Seguramente ocupar un puesto en trabajo social en Madrid no es lo mismo que en el DF, puesto que las situaciones de pobreza e indigencia son distintas en estos dos países, como así también lo es la cantidad de gente que debe recurrir a las oficinas sociales para obtener alguna clase de ayuda.
En México, la carrera de trabajo social se puede cursar en la Universidad de Guanajuato, y el plan de estudios te prepara para desempeñarte como un profesional listo para observar, describir y analizar la sociedad con el fin de poder diseñar proyectos o planes para resolver problemas sociales y cubrir las necesidades insatisfechas.
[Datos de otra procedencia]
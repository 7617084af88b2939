use crate::error::{GifsmithError, GifsmithResult};

/// Offset rectangle of one stored frame within the logical canvas.
#[derive(Clone, Copy, Debug, PartialEq, Eq)]
pub struct DeltaRect {
    pub left: u32,
    pub top: u32,
    pub width: u32,
    pub height: u32,
}

impl DeltaRect {
    pub fn right(&self) -> u32 {
        self.left + self.width
    }

    pub fn bottom(&self) -> u32 {
        self.top + self.height
    }
}

/// One input frame as stored in the source animation: a premultiplied RGBA8
/// buffer covering only `rect`, plus its display delay in centiseconds
/// (the GIF native unit; 0 is a legal "as fast as possible" value).
#[derive(Clone, Debug)]
pub struct FrameDelta {
    pub rect: DeltaRect,
    /// Pixel bytes in row-major premultiplied RGBA8, `rect.width * rect.height * 4` long.
    pub rgba8_premul: Vec<u8>,
    pub delay_cs: u16,
}

impl FrameDelta {
    pub fn expected_len(&self) -> usize {
        self.rect.width as usize * self.rect.height as usize * 4
    }
}

/// A canvas-sized, fully painted frame: the complete visible state after
/// applying deltas `0..=i` in order. Snapshots are always deep copies; no
/// two frames ever share a pixel buffer.
#[derive(Clone, Debug, PartialEq, Eq)]
pub struct ComposedFrame {
    pub width: u32,
    pub height: u32,
    /// Pixel bytes in row-major premultiplied RGBA8.
    pub rgba8_premul: Vec<u8>,
    pub delay_cs: u16,
}

/// Union of all delta rectangles of one animation. Every composed frame is
/// normalized to this extent.
#[derive(Clone, Copy, Debug, PartialEq, Eq)]
pub struct CanvasBounds {
    pub min_x: u32,
    pub min_y: u32,
    pub max_x: u32,
    pub max_y: u32,
}

impl CanvasBounds {
    /// Compute the bounding union of all delta rects. The running min/max is
    /// seeded from the first delta's rectangle rather than from zero, so an
    /// animation whose frames never touch the origin still resolves to a
    /// tight canvas.
    pub fn from_deltas(deltas: &[FrameDelta]) -> GifsmithResult<Self> {
        let first = deltas.first().ok_or(GifsmithError::EmptyAnimation)?;
        let mut bounds = CanvasBounds {
            min_x: first.rect.left,
            min_y: first.rect.top,
            max_x: first.rect.right(),
            max_y: first.rect.bottom(),
        };
        for delta in &deltas[1..] {
            bounds.min_x = bounds.min_x.min(delta.rect.left);
            bounds.min_y = bounds.min_y.min(delta.rect.top);
            bounds.max_x = bounds.max_x.max(delta.rect.right());
            bounds.max_y = bounds.max_y.max(delta.rect.bottom());
        }
        Ok(bounds)
    }

    pub fn width(&self) -> u32 {
        self.max_x - self.min_x
    }

    pub fn height(&self) -> u32 {
        self.max_y - self.min_y
    }

    pub fn contains(&self, rect: &DeltaRect) -> bool {
        rect.left >= self.min_x
            && rect.top >= self.min_y
            && rect.right() <= self.max_x
            && rect.bottom() <= self.max_y
    }
}
//! Label burning: shaping text with Parley and rasterizing the glyph run
//! onto a copy of a composed frame.

use std::path::Path;

use crate::{
    composite::over_in_place,
    error::{GifsmithError, GifsmithResult},
    frame::ComposedFrame,
};

/// RGBA8 brush color carried through Parley's layout styling.
#[derive(Clone, Copy, Debug, Default, PartialEq, Eq)]
pub(crate) struct BrushRgba8 {
    pub(crate) r: u8,
    pub(crate) g: u8,
    pub(crate) b: u8,
    pub(crate) a: u8,
}

#[derive(Clone, Copy, Debug)]
pub struct LabelStyle {
    pub size_px: f32,
    /// Straight-alpha foreground color, drawn opaquely over the frame.
    pub color: [u8; 4],
}

impl Default for LabelStyle {
    fn default() -> Self {
        Self {
            size_px: 40.0,
            color: [255, 255, 255, 255],
        }
    }
}

/// Renders text labels onto frames using a single cached font face.
///
/// Shaping covers whatever script set the face supports; characters the face
/// lacks fall back to its missing-glyph behavior instead of failing the
/// operation. Compositing never mutates the input frame.
pub struct LabelCompositor {
    font: vello_cpu::peniko::FontData,
    family_name: String,
    font_ctx: parley::FontContext,
    layout_ctx: parley::LayoutContext<BrushRgba8>,
}

impl LabelCompositor {
    pub fn from_font_path(path: &Path) -> GifsmithResult<Self> {
        let bytes = std::fs::read(path).map_err(|e| {
            GifsmithError::font_load(format!("cannot read font '{}': {e}", path.display()))
        })?;
        Self::from_font_bytes(bytes)
    }

    pub fn from_font_bytes(bytes: Vec<u8>) -> GifsmithResult<Self> {
        let mut font_ctx = parley::FontContext::default();
        let families = font_ctx
            .collection
            .register_fonts(parley::fontique::Blob::from(bytes.clone()), None);
        let family_id = families
            .first()
            .map(|(id, _)| *id)
            .ok_or_else(|| GifsmithError::font_load("font data contains no parsable face"))?;
        let family_name = font_ctx
            .collection
            .family_name(family_id)
            .ok_or_else(|| GifsmithError::font_load("registered font family has no name"))?
            .to_string();

        let font = vello_cpu::peniko::FontData::new(vello_cpu::peniko::Blob::from(bytes), 0);
        Ok(Self {
            font,
            family_name,
            font_ctx,
            layout_ctx: parley::LayoutContext::new(),
        })
    }

    pub fn family_name(&self) -> &str {
        &self.family_name
    }

    /// Burn `text` onto a copy of `frame`, anchoring the first baseline at
    /// `point`. Only pixels under glyph coverage change; glyph pixels that
    /// fall outside the canvas are clipped silently.
    pub fn composite(
        &mut self,
        frame: &ComposedFrame,
        text: &str,
        point: (f32, f32),
        style: LabelStyle,
    ) -> GifsmithResult<ComposedFrame> {
        let layout = self.layout(text, style)?;
        let layer = self.rasterize(&layout, frame.width, frame.height, point)?;

        let mut out = frame.clone();
        over_in_place(&mut out.rgba8_premul, &layer)?;
        Ok(out)
    }

    fn layout(
        &mut self,
        text: &str,
        style: LabelStyle,
    ) -> GifsmithResult<parley::Layout<BrushRgba8>> {
        if !style.size_px.is_finite() || style.size_px <= 0.0 {
            return Err(GifsmithError::invariant(
                "label size_px must be finite and > 0",
            ));
        }

        let [r, g, b, a] = style.color;
        let brush = BrushRgba8 { r, g, b, a };

        let mut builder = self
            .layout_ctx
            .ranged_builder(&mut self.font_ctx, text, 1.0, true);
        builder.push_default(parley::style::StyleProperty::FontStack(
            parley::style::FontStack::Source(std::borrow::Cow::Owned(self.family_name.clone())),
        ));
        builder.push_default(parley::style::StyleProperty::FontSize(style.size_px));
        builder.push_default(parley::style::StyleProperty::Brush(brush));

        let mut layout: parley::Layout<BrushRgba8> = builder.build(text);
        layout.break_all_lines(None);
        Ok(layout)
    }

    /// Rasterize the glyph run into a transparent canvas-sized layer in
    /// premultiplied RGBA8.
    fn rasterize(
        &self,
        layout: &parley::Layout<BrushRgba8>,
        width: u32,
        height: u32,
        point: (f32, f32),
    ) -> GifsmithResult<Vec<u8>> {
        let width_u16: u16 = width
            .try_into()
            .map_err(|_| GifsmithError::invariant("canvas width exceeds u16"))?;
        let height_u16: u16 = height
            .try_into()
            .map_err(|_| GifsmithError::invariant("canvas height exceeds u16"))?;

        let mut ctx = vello_cpu::RenderContext::new(width_u16, height_u16);

        // Layout coordinates put the first baseline at `baseline` below the
        // layout origin; shift so the baseline itself sits at `point`.
        let baseline = layout
            .lines()
            .next()
            .map(|line| line.metrics().baseline)
            .unwrap_or(0.0);
        ctx.set_transform(vello_cpu::kurbo::Affine::translate((
            f64::from(point.0),
            f64::from(point.1) - f64::from(baseline),
        )));

        for line in layout.lines() {
            for item in line.items() {
                let parley::layout::PositionedLayoutItem::GlyphRun(run) = item else {
                    continue;
                };

                let brush = run.style().brush;
                ctx.set_paint(vello_cpu::peniko::Color::from_rgba8(
                    brush.r, brush.g, brush.b, brush.a,
                ));

                let glyphs = run.glyphs().map(|g| vello_cpu::Glyph {
                    id: g.id,
                    x: g.x,
                    y: g.y,
                });
                ctx.glyph_run(&self.font)
                    .font_size(run.run().font_size())
                    .fill_glyphs(glyphs);
            }
        }

        ctx.flush();
        let mut pixmap = vello_cpu::Pixmap::new(width_u16, height_u16);
        ctx.render_to_pixmap(&mut pixmap);
        Ok(pixmap.data_as_u8_slice().to_vec())
    }
}

#[cfg(test)]
mod tests {
    use super::*;

    #[test]
    fn unparsable_font_is_font_load_failure() {
        assert!(matches!(
            LabelCompositor::from_font_bytes(vec![0u8; 32]),
            Err(GifsmithError::FontLoad(_))
        ));
    }

    #[test]
    fn missing_font_file_is_font_load_failure() {
        assert!(matches!(
            LabelCompositor::from_font_path(Path::new("/no/such/face.ttf")),
            Err(GifsmithError::FontLoad(_))
        ));
    }
}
No es fácil llevar adelante un empleo de trabajador social, ya que se debe lidiar con las problemáticas sociales más crudas, como la pobreza, la desnutrición, el abandono y las enfermedades.
Estudiar trabajo social es para gente fuerte, con vocación verdadera, que está dispuesta a exponerse y a dar su vida para que otros mejoren sus situaciones personales y sociales.
Este trabajo es casi como una vocación, y muchas veces se puede ver que sus acciones tienen más que ver con la fe que con la planificación.